Published: Thu 23 Oct 2008, 11:59 PM

Last updated: Sun 5 Apr 2015, 2:24 PM

This was apparent as the government sector has grown its share of the emirate’s GDP from Dh60.4 billion in 2006 to Dh68.4 billion in 2007, making a 13.2pc growth. The government sector currently accounts for 17.87pc of the overall GDP of the emirate, explained Al Mahmoud.
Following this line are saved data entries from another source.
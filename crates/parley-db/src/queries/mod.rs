pub mod audit;
pub mod conversations;
pub mod leads;
pub mod messages;
pub mod tickets;
pub mod users;

use std::str::FromStr;

use anyhow::Result;
use chrono::{DateTime, Utc};
use rusqlite::Row;
use rusqlite::types::Type;

/// Hard ceiling on page sizes regardless of what callers ask for.
pub const MAX_PAGE_SIZE: u32 = 200;

/// Read a TEXT column holding one of our string enums.
pub(crate) fn enum_col<T>(row: &Row<'_>, idx: usize) -> rusqlite::Result<T>
where
    T: FromStr,
    T::Err: std::error::Error + Send + Sync + 'static,
{
    let raw: String = row.get(idx)?;
    raw.parse::<T>()
        .map_err(|e| rusqlite::Error::FromSqlConversionFailure(idx, Type::Text, Box::new(e)))
}

pub(crate) fn ts_col(row: &Row<'_>, idx: usize) -> rusqlite::Result<DateTime<Utc>> {
    let raw: String = row.get(idx)?;
    crate::parse_ts(&raw)
        .map_err(|e| rusqlite::Error::FromSqlConversionFailure(idx, Type::Text, Box::new(e)))
}

pub(crate) fn json_col(row: &Row<'_>, idx: usize) -> rusqlite::Result<Option<serde_json::Value>> {
    let raw: Option<String> = row.get(idx)?;
    raw.map(|s| serde_json::from_str(&s))
        .transpose()
        .map_err(|e| rusqlite::Error::FromSqlConversionFailure(idx, Type::Text, Box::new(e)))
}

/// Extension trait for optional query results
pub(crate) trait OptionalExt<T> {
    fn optional(self) -> Result<Option<T>>;
}

impl<T> OptionalExt<T> for std::result::Result<T, rusqlite::Error> {
    fn optional(self) -> Result<Option<T>> {
        match self {
            Ok(val) => Ok(Some(val)),
            Err(rusqlite::Error::QueryReturnedNoRows) => Ok(None),
            Err(e) => Err(e.into()),
        }
    }
}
A statement from SEDD showed that the government services sector has the lion’s share in GDP, and is capable of acting as a corrective force for the economic growth and will show a proven quality performance in government services, gaining the necessary power to guide the economic sector to the desired direction. The emergence of government’s role in practicing the required corrective measures will support the state intervention without destabilising market mechanism. This will be implemented through prohibiting undesired activities and offering privileges to other desired activities to yield in raising the overall demand and increasing the GDP.

The development of service sector and the rising contribution of the government sector in the emirate’s GDP in 2007 act as a necessary buffer to absorb the effects of any regional or global crisis, said the preamble of a SEDD report.
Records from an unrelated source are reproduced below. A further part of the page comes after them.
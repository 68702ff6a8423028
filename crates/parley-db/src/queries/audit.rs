use anyhow::Result;
use rusqlite::params;

use crate::models::AuditEntry;
use crate::{Database, format_ts};

impl Database {
    pub fn insert_ai_audit(&self, entry: &AuditEntry) -> Result<()> {
        self.with_conn_mut(|conn| {
            conn.execute(
                "INSERT INTO ai_audit_log (id, subject_key, action, actor, outcome, created_at)
                 VALUES (?1, ?2, ?3, ?4, ?5, ?6)",
                params![
                    entry.id,
                    entry.subject_key,
                    entry.action,
                    entry.actor,
                    entry.outcome,
                    format_ts(&crate::now()),
                ],
            )?;
            Ok(())
        })
    }

    pub fn count_ai_audit(&self, subject_key: &str) -> Result<i64> {
        self.with_conn(|conn| {
            let count = conn.query_row(
                "SELECT COUNT(*) FROM ai_audit_log WHERE subject_key = ?1",
                [subject_key],
                |row| row.get(0),
            )?;
            Ok(count)
        })
    }
}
The average annual GDP growth rate of the emirate in 2004-2007 was calculated at 41.7pc according to local statistical data. It grew to Dh68.4 billion in 2007, from Dh30.4 billion in 2004.

The overall GDP of the emirate amounted to Dh68.4 billion in 2007, a 13.2pc growth as compared to figures of 2006, according to federal statistical data.

The share of commodities products sector (agriculture, extractive industry, manufacturing industry, construction, electricity, gas and water) to GDP has grown from Dh13.6 billion in 2004 to Dh24.7 billion, Dh27.7 billion, and Dh29.6 billion in 2005, 2006 and 2007, respectively.

The average annual growth rate of commodities products sector during the period from 2004 to 2007 was calculated at 39.3pc.

The manufacturing industry sector has the lion’s share to commodities products sector’s GDP, posting Dh12.2 billion in 2007, a 41.2pc from the total GDP of the sector amounted to Dh29.6 billion.

The manufacturing industry sector plays a leading role in generating growth, as this industry contributes to boosting economic stability due to its ability to provide a sustainable and renewable source of revenue and job opportunities.

The manufacturing industry increases the added value of the local revenues and represents an important source for transforming technology.

Analysing the structure of the local GDP according to sector, the rising value of local GDP for manufacturing industries was noticeable.

It grew from Dh5.5 billion in 2004 to Dh12.2 billion in 2007, with 40.6pc annual growth rate.

The manufacturing industry accounted for 17.8pc of the emirate’s overall GDP in 2007.

Statistics made on the intermediate goods in Sharjah showed that manufacturing industry sector is the largest consumer of Intermediate goods with 19.2 per cent, followed by government services sector with 18.41 per cent, construction sector 18.11pc and real estate and business sector with 12.43 per cent.

These figures highlight the maximum importance of four major industries which play vital roles in GDP, production and intermediate goods.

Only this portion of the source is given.